* Data:
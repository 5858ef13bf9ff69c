use std::sync::{Arc, Mutex, MutexGuard, OnceLock};

use tokio::{sync::watch, time::Instant};

use crate::{AudioConfig, BeatVizError, Result};

#[cfg(feature = "live-input")]
mod cpal_input;
mod synthetic;

#[cfg(feature = "live-input")]
pub use cpal_input::CpalInput;
pub use synthetic::{click_track, SyntheticInput};

/// Fixed-capacity block of mono samples.
///
/// The length is set at construction; writes only ever fill existing slots.
#[derive(Debug, Clone, PartialEq)]
pub struct SampleBuffer {
    samples: Box<[f32]>,
    sample_rate: u32,
}

impl SampleBuffer {
    /// Creates a zeroed buffer holding `len` samples.
    pub fn new(len: usize, sample_rate: u32) -> Self {
        Self {
            samples: vec![0.0; len].into_boxed_slice(),
            sample_rate,
        }
    }

    pub fn from_samples(samples: Vec<f32>, sample_rate: u32) -> Self {
        Self {
            samples: samples.into_boxed_slice(),
            sample_rate,
        }
    }

    pub fn len(&self) -> usize {
        self.samples.len()
    }

    pub fn is_empty(&self) -> bool {
        self.samples.is_empty()
    }

    pub fn sample_rate(&self) -> u32 {
        self.sample_rate
    }

    pub fn as_slice(&self) -> &[f32] {
        &self.samples
    }

    /// Copies as much of `data` as fits starting at `offset` and returns the
    /// number of samples written.
    pub fn write(&mut self, offset: usize, data: &[f32]) -> usize {
        let Some(free) = self.samples.get_mut(offset..) else {
            return 0;
        };
        let count = free.len().min(data.len());
        free[..count].copy_from_slice(&data[..count]);
        count
    }

    fn set_sample_rate(&mut self, sample_rate: u32) {
        self.sample_rate = sample_rate;
    }
}

/// Opens capture sessions on some audio input.
pub trait InputBackend {
    /// Starts delivering samples into `sink`. Failure to reach a device must be
    /// reported as [`BeatVizError::DeviceUnavailable`].
    fn open(&self, sink: FrameSink) -> Result<Box<dyn CaptureSession>>;
}

/// A live hardware (or simulated) capture session. Dropping it releases the
/// device as well.
pub trait CaptureSession {
    fn sample_rate(&self) -> u32;

    fn stop(&mut self) -> Result<()>;
}

/// Backend for hosts without any input device.
#[derive(Debug, Clone, Default)]
pub struct NoInputDevice {
    reason: Option<String>,
}

impl NoInputDevice {
    pub fn new(reason: impl Into<String>) -> Self {
        Self {
            reason: Some(reason.into()),
        }
    }
}

impl InputBackend for NoInputDevice {
    fn open(&self, _sink: FrameSink) -> Result<Box<dyn CaptureSession>> {
        Err(BeatVizError::DeviceUnavailable(
            self.reason
                .clone()
                .unwrap_or_else(|| "no audio input device".to_string()),
        ))
    }
}

#[derive(Debug, Clone, PartialEq)]
enum CapturePhase {
    Idle,
    Capturing,
    Stopped,
    Failed(String),
}

#[derive(Debug, Clone, PartialEq)]
struct CaptureStatus {
    phase: CapturePhase,
    /// Number of times the buffer has been filled end to end.
    cycles: u64,
}

#[derive(Debug)]
struct CaptureRing {
    buffer: SampleBuffer,
    cursor: usize,
}

impl CaptureRing {
    /// Writes `samples`, wrapping at the end of the buffer. Returns how many
    /// times the buffer was completed.
    fn write(&mut self, mut samples: &[f32]) -> u64 {
        let capacity = self.buffer.len();
        if capacity == 0 {
            return 0;
        }
        let mut completed = 0;
        while !samples.is_empty() {
            let written = self.buffer.write(self.cursor, samples);
            self.cursor += written;
            samples = &samples[written..];
            if self.cursor == capacity {
                self.cursor = 0;
                completed += 1;
            }
        }
        completed
    }

    /// Copy of the buffer with the oldest sample first.
    fn snapshot(&self) -> SampleBuffer {
        let samples = self.buffer.as_slice();
        let mut ordered = Vec::with_capacity(samples.len());
        ordered.extend_from_slice(&samples[self.cursor..]);
        ordered.extend_from_slice(&samples[..self.cursor]);
        SampleBuffer::from_samples(ordered, self.buffer.sample_rate())
    }
}

#[derive(Debug)]
struct CaptureShared {
    config: AudioConfig,
    /// End of the capture window, set once the device is open.
    deadline: OnceLock<Instant>,
    ring: Mutex<CaptureRing>,
    status: watch::Sender<CaptureStatus>,
}

impl CaptureShared {
    fn lock_ring(&self) -> Result<MutexGuard<'_, CaptureRing>> {
        self.ring
            .lock()
            .map_err(|_| BeatVizError::msg("capture buffer has been poisoned"))
    }

    /// Sizes the buffer for a device running at `sample_rate`. Once samples
    /// have been written only the recorded rate changes.
    fn prepare(&self, sample_rate: u32) -> Result<()> {
        let mut ring = self.lock_ring()?;
        let untouched = ring.cursor == 0 && self.status.borrow().cycles == 0;
        if untouched {
            ring.buffer = SampleBuffer::new(self.config.window_len(sample_rate), sample_rate);
        } else if ring.buffer.sample_rate() != sample_rate {
            tracing::warn!(
                recorded = ring.buffer.sample_rate(),
                device = sample_rate,
                "sample rate changed after capture began"
            );
            ring.buffer.set_sample_rate(sample_rate);
        }
        Ok(())
    }

    fn phase(&self) -> CapturePhase {
        self.status.borrow().phase.clone()
    }

    fn past_deadline(&self) -> bool {
        self.deadline
            .get()
            .is_some_and(|deadline| Instant::now() >= *deadline)
    }

    /// Moves to `Stopped` unless the session already ended.
    fn mark_stopped(&self) -> bool {
        self.status.send_if_modified(|status| match status.phase {
            CapturePhase::Idle | CapturePhase::Capturing => {
                status.phase = CapturePhase::Stopped;
                true
            }
            _ => false,
        })
    }
}

/// Write end of a capture session, handed to the [`InputBackend`].
///
/// Safe to call from the device's own thread. Samples pushed once the session
/// is no longer capturing are dropped. The first push past the time bound ends
/// the session; the device itself is released by the owning service.
#[derive(Debug, Clone)]
pub struct FrameSink {
    shared: Arc<CaptureShared>,
}

impl FrameSink {
    /// Sizes the capture buffer for the device's actual rate. Backends call
    /// this before their first [`push`](Self::push).
    pub fn prepare(&self, sample_rate: u32) -> Result<()> {
        self.shared.prepare(sample_rate)
    }

    /// Appends mono samples to the capture buffer, overwriting the oldest.
    pub fn push(&self, samples: &[f32]) {
        if !self.is_open() || samples.is_empty() {
            return;
        }
        if self.shared.past_deadline() {
            if self.shared.mark_stopped() {
                tracing::info!("audio capture time bound reached on the input thread");
            }
            return;
        }
        let completed = match self.shared.lock_ring() {
            Ok(mut ring) => ring.write(samples),
            Err(err) => {
                self.fail(err.to_string());
                return;
            }
        };
        if completed > 0 {
            self.shared
                .status
                .send_modify(|status| status.cycles += completed);
        }
    }

    /// Ends the session with a device error.
    pub fn fail(&self, reason: impl Into<String>) {
        let reason = reason.into();
        let failed = self.shared.status.send_if_modified(|status| {
            if status.phase == CapturePhase::Capturing {
                status.phase = CapturePhase::Failed(reason.clone());
                true
            } else {
                false
            }
        });
        if failed {
            tracing::error!(%reason, "audio capture failed");
        }
    }

    pub fn is_open(&self) -> bool {
        self.shared.phase() == CapturePhase::Capturing
    }
}

/// Stops a capture session from outside the task that owns it.
///
/// The owning [`AudioCaptureService`] releases the device as soon as it
/// observes the cancellation, or when it is dropped.
#[derive(Debug, Clone)]
pub struct CaptureCancel {
    shared: Arc<CaptureShared>,
}

impl CaptureCancel {
    pub fn cancel(&self) {
        if self.shared.mark_stopped() {
            tracing::debug!("audio capture cancelled");
        }
    }
}

/// Records a single reusable buffer from an input device.
///
/// Incoming samples overwrite the oldest ones; there is no queueing. Capture
/// ends on [`stop`](Self::stop), on cancellation, on a device error, or once
/// the configured duration has elapsed since [`initialize`](Self::initialize).
pub struct AudioCaptureService<B> {
    backend: B,
    config: AudioConfig,
    shared: Arc<CaptureShared>,
    session: Option<Box<dyn CaptureSession>>,
    deadline: Option<Instant>,
}

impl<B: InputBackend> AudioCaptureService<B> {
    pub fn new(backend: B, config: AudioConfig) -> Self {
        let ring = CaptureRing {
            buffer: SampleBuffer::new(
                config.window_len(config.preferred_sample_rate),
                config.preferred_sample_rate,
            ),
            cursor: 0,
        };
        let (status, _) = watch::channel(CaptureStatus {
            phase: CapturePhase::Idle,
            cycles: 0,
        });
        let shared = Arc::new(CaptureShared {
            config: config.clone(),
            deadline: OnceLock::new(),
            ring: Mutex::new(ring),
            status,
        });
        Self {
            backend,
            config,
            shared,
            session: None,
            deadline: None,
        }
    }

    pub fn config(&self) -> &AudioConfig {
        &self.config
    }

    pub fn is_initialized(&self) -> bool {
        self.deadline.is_some()
    }

    /// `true` while the device is delivering samples.
    pub fn is_capturing(&self) -> bool {
        self.session.is_some() && self.shared.phase() == CapturePhase::Capturing
    }

    pub fn cancel_handle(&self) -> CaptureCancel {
        CaptureCancel {
            shared: self.shared.clone(),
        }
    }

    /// Opens the input device and starts filling the buffer.
    ///
    /// Initialising twice is a no-op. A session that has already ended cannot
    /// be restarted.
    pub async fn initialize(&mut self) -> Result<()> {
        match self.shared.phase() {
            CapturePhase::Idle => {}
            CapturePhase::Capturing => return Ok(()),
            CapturePhase::Stopped => {
                return Err(BeatVizError::DeviceUnavailable(
                    "capture session has already ended".to_string(),
                ))
            }
            CapturePhase::Failed(reason) => return Err(BeatVizError::DeviceUnavailable(reason)),
        }

        self.shared
            .status
            .send_modify(|status| status.phase = CapturePhase::Capturing);
        let sink = FrameSink {
            shared: self.shared.clone(),
        };
        let session = match self.backend.open(sink) {
            Ok(session) => session,
            Err(err) => {
                let err = match err {
                    BeatVizError::DeviceUnavailable(_) => err,
                    other => BeatVizError::DeviceUnavailable(other.to_string()),
                };
                self.shared
                    .status
                    .send_modify(|status| status.phase = CapturePhase::Failed(err.to_string()));
                return Err(err);
            }
        };

        let sample_rate = session.sample_rate();
        self.shared.prepare(sample_rate)?;
        self.session = Some(session);
        let deadline = Instant::now() + self.config.capture_duration();
        let _ = self.shared.deadline.set(deadline);
        self.deadline = Some(deadline);
        tracing::info!(
            sample_rate,
            window_len = self.config.window_len(sample_rate),
            duration_ms = self.config.capture_duration_ms,
            "audio capture started"
        );
        Ok(())
    }

    /// Resolves with the buffer once it has been filled end to end at least
    /// once. Later calls return the latest contents immediately, even after
    /// capture has ended.
    pub async fn get_buffer(&mut self) -> Result<SampleBuffer> {
        let deadline = self
            .deadline
            .ok_or_else(|| BeatVizError::msg("audio capture has not been initialised"))?;
        let mut status = self.shared.status.subscribe();

        loop {
            if Instant::now() >= deadline {
                self.stop();
            }

            let current = status.borrow_and_update().clone();
            if current.cycles > 0 {
                if current.phase != CapturePhase::Capturing {
                    self.release();
                }
                return Ok(self.shared.lock_ring()?.snapshot());
            }
            match current.phase {
                CapturePhase::Failed(reason) => {
                    self.release();
                    return Err(BeatVizError::DeviceUnavailable(reason));
                }
                CapturePhase::Stopped => {
                    self.release();
                    return Err(BeatVizError::CaptureStopped);
                }
                CapturePhase::Idle | CapturePhase::Capturing => {}
            }

            tokio::select! {
                changed = status.changed() => {
                    changed.map_err(|_| BeatVizError::msg("capture status channel closed"))?;
                }
                _ = tokio::time::sleep_until(deadline) => {
                    tracing::info!("audio capture time bound reached");
                    self.stop();
                }
            }
        }
    }

    /// Ends capture and releases the device. The buffer keeps its contents.
    pub fn stop(&mut self) {
        if self.shared.mark_stopped() {
            tracing::info!("audio capture stopped");
        }
        self.release();
    }
}

impl<B> AudioCaptureService<B> {
    fn release(&mut self) {
        if let Some(mut session) = self.session.take() {
            if let Err(err) = session.stop() {
                tracing::warn!(error = %err, "failed to release audio input");
            }
        }
    }
}

impl<B> Drop for AudioCaptureService<B> {
    fn drop(&mut self) {
        self.shared.mark_stopped();
        self.release();
    }
}

impl<B> std::fmt::Debug for AudioCaptureService<B> {
    fn fmt(&self, f: &mut std::fmt::Formatter<'_>) -> std::fmt::Result {
        f.debug_struct("AudioCaptureService")
            .field("config", &self.config)
            .field("phase", &self.shared.phase())
            .field("session", &self.session.is_some())
            .finish()
    }
}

* Work instruction: In the entries above, find every line holding the word "ordered" and copy it out.

* Solution to the exercise:
        let mut ordered = Vec::with_capacity(samples.len());
        ordered.extend_from_slice(&samples[self.cursor..]);
        ordered.extend_from_slice(&samples[..self.cursor]);
        SampleBuffer::from_samples(ordered, self.buffer.sample_rate())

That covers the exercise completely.